Проходишь по унылым залам, как по газетной передовице: все мораль и идеи.
Конечно, быть строгим на этой выставке неуместно. Невольно вспоминаешь строчки из автобиографического стихотворения Бальмонта:
Но в расцвете не забудьте*, что и смерть, как жизнь, прекрасна
И что царственно величье холодеющих могил.
Возвышенные столицы это поняли и посылают передвижникам только скучающих институток под надзором классных дам.
Но вот беда.
«Передвижная» двигается. Единственная кочующая по всем городам России. Вдруг где-нибудь в Таганроге подумают, что эти три приторные и сальные очередные львицы Бодаревского и есть настоящее лицо ищущей красоты России.

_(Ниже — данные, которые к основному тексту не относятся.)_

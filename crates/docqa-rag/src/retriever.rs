//! Top-K retrieval

use std::sync::Arc;

use tracing::debug;

use docqa_core::{Embedder, Error, Result, ScoredChunk, SearchConfig, VectorStore};

use crate::index::DocumentIndex;

/// Finds the chunks nearest to a question
pub struct Retriever {
    embedder: Arc<dyn Embedder>,
    config: SearchConfig,
}

impl Retriever {
    pub fn new(embedder: Arc<dyn Embedder>, top_k: usize) -> Self {
        Self {
            embedder,
            config: SearchConfig {
                top_k,
                score_threshold: None,
            },
        }
    }

    pub fn top_k(&self) -> usize {
        self.config.top_k
    }

    /// Up to `top_k` chunks, most similar first; an empty index returns nothing
    pub async fn retrieve(&self, index: &DocumentIndex, question: &str) -> Result<Vec<ScoredChunk>> {
        let question = question.trim();
        if question.is_empty() {
            return Err(Error::InvalidInput("question is empty".to_string()));
        }
        if index.is_empty() {
            return Ok(Vec::new());
        }

        let vector = self.embedder.embed(question).await.map_err(|e| match e {
            Error::EmbeddingService(_) => e,
            other => Error::EmbeddingService(other.to_string()),
        })?;

        let results = index.store().search_by_vector(&vector, &self.config).await?;
        debug!(
            hits = results.len(),
            pages = ?results.iter().map(|r| r.chunk.page).collect::<Vec<_>>(),
            "retrieved chunks"
        );
        Ok(results)
    }
}

#[cfg(test)]
mod tests {
    use super::*;
    use crate::chunker::RecursiveChunker;
    use crate::config::ChunkingConfig;
    use crate::embedder::HashEmbedder;
    use crate::index::Indexer;
    use docqa_core::{Page, PdfDocument};

    const FACTS: &[&str] = &[
        "The French Revolution began in 1789 with the storming of the Bastille.",
        "Photosynthesis converts light energy into chemical energy stored in glucose.",
        "The boiling point of mercury is 356.7 degrees Celsius at standard pressure.",
        "Newton's second law states that force equals mass times acceleration.",
        "The Treaty of Versailles was signed in 1919 after the First World War.",
        "DNA is a double helix made of nucleotides paired by hydrogen bonds.",
        "The speed of light in vacuum is about 299792 kilometres per second.",
        "Shakespeare wrote Hamlet around the year 1600 in London.",
    ];

    async fn course_index(embedder: Arc<dyn Embedder>) -> DocumentIndex {
        let pages: Vec<Page> = FACTS
            .iter()
            .enumerate()
            .map(|(i, fact)| Page {
                number: i as u32 + 1,
                text: fact.to_string(),
            })
            .collect();
        let document = PdfDocument {
            source: "course.pdf".to_string(),
            fingerprint: "f".to_string(),
            pages,
        };
        let chunker = RecursiveChunker::new(ChunkingConfig::default()).unwrap();
        let chunks = chunker.chunk_pages(&document.pages);
        Indexer::new(embedder).build(&document, chunks).await.unwrap()
    }

    #[tokio::test]
    async fn test_verbatim_answer_is_in_top_four() {
        let embedder: Arc<dyn Embedder> = Arc::new(HashEmbedder::default());
        let index = course_index(embedder.clone()).await;
        let retriever = Retriever::new(embedder, 4);

        let results = retriever
            .retrieve(&index, "What is the boiling point of mercury?")
            .await
            .unwrap();

        assert_eq!(results.len(), 4);
        assert!(results.iter().any(|r| r.chunk.text.contains("356.7 degrees")));
        assert_eq!(results[0].chunk.page, 3);
    }

    #[tokio::test]
    async fn test_results_are_sorted() {
        let embedder: Arc<dyn Embedder> = Arc::new(HashEmbedder::default());
        let index = course_index(embedder.clone()).await;
        let retriever = Retriever::new(embedder, 8);

        let results = retriever.retrieve(&index, "When was Hamlet written").await.unwrap();
        for pair in results.windows(2) {
            assert!(pair[0].score >= pair[1].score);
        }
    }

    #[tokio::test]
    async fn test_blank_question_rejected() {
        let embedder: Arc<dyn Embedder> = Arc::new(HashEmbedder::default());
        let index = course_index(embedder.clone()).await;
        let retriever = Retriever::new(embedder, 4);

        assert!(matches!(
            retriever.retrieve(&index, "   ").await,
            Err(Error::InvalidInput(_))
        ));
    }
}
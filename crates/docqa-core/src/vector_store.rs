//! Vector store trait and types

use async_trait::async_trait;
use serde::{Deserialize, Serialize};

use crate::{Chunk, Result};

/// A chunk together with its embedding
#[derive(Debug, Clone, Serialize, Deserialize)]
pub struct IndexedChunk {
    pub chunk: Chunk,
    pub embedding: Vec<f32>,
}

/// A chunk returned by a similarity search
#[derive(Debug, Clone, Serialize, Deserialize)]
pub struct ScoredChunk {
    pub chunk: Chunk,
    pub score: f32,
}

/// Configuration for vector search
#[derive(Debug, Clone, Serialize, Deserialize)]
pub struct SearchConfig {
    pub top_k: usize,
    pub score_threshold: Option<f32>,
}

impl Default for SearchConfig {
    fn default() -> Self {
        Self {
            top_k: 4,
            score_threshold: None,
        }
    }
}

/// Trait for nearest-neighbour stores over chunk embeddings
#[async_trait]
pub trait VectorStore: Send + Sync {
    /// Add embedded chunks to the store
    async fn insert_batch(&self, entries: Vec<IndexedChunk>) -> Result<usize>;

    /// Search using a query embedding, best match first
    async fn search_by_vector(&self, vector: &[f32], config: &SearchConfig) -> Result<Vec<ScoredChunk>>;

    /// Get the total number of chunks
    async fn count(&self) -> Result<usize>;

    /// Dimension every stored vector must have
    fn dimension(&self) -> usize;
}
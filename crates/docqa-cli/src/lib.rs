//! Session state and terminal interface for docqa

mod chat;
mod session;
mod ui;


pub use chat::{ChatApp, Command, Flow, ProviderFactory, parse_command};
pub use session::{AskOutcome, Session, SessionState, SessionStatus, UploadOutcome};
pub use ui::{display_banner, error_message, print_help, read_input_with_history};

// Re-export core types
pub use docqa_core::{Error, Result};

Флаг «желтый, лиловый и белый».
Смотришь на его древко и боишься — вдруг зашатается, выползет из-под него костлявый мертвец и завоет по Гоголю:
«Ох, душно мне, душно!»
Думаешь рассеять чувство скуки хоть выставкой «Московского общества художниц»: все-таки молодое общество, к тому же феминизм, принимающий такие размеры, ведь должен же дать что-нибудь яркое.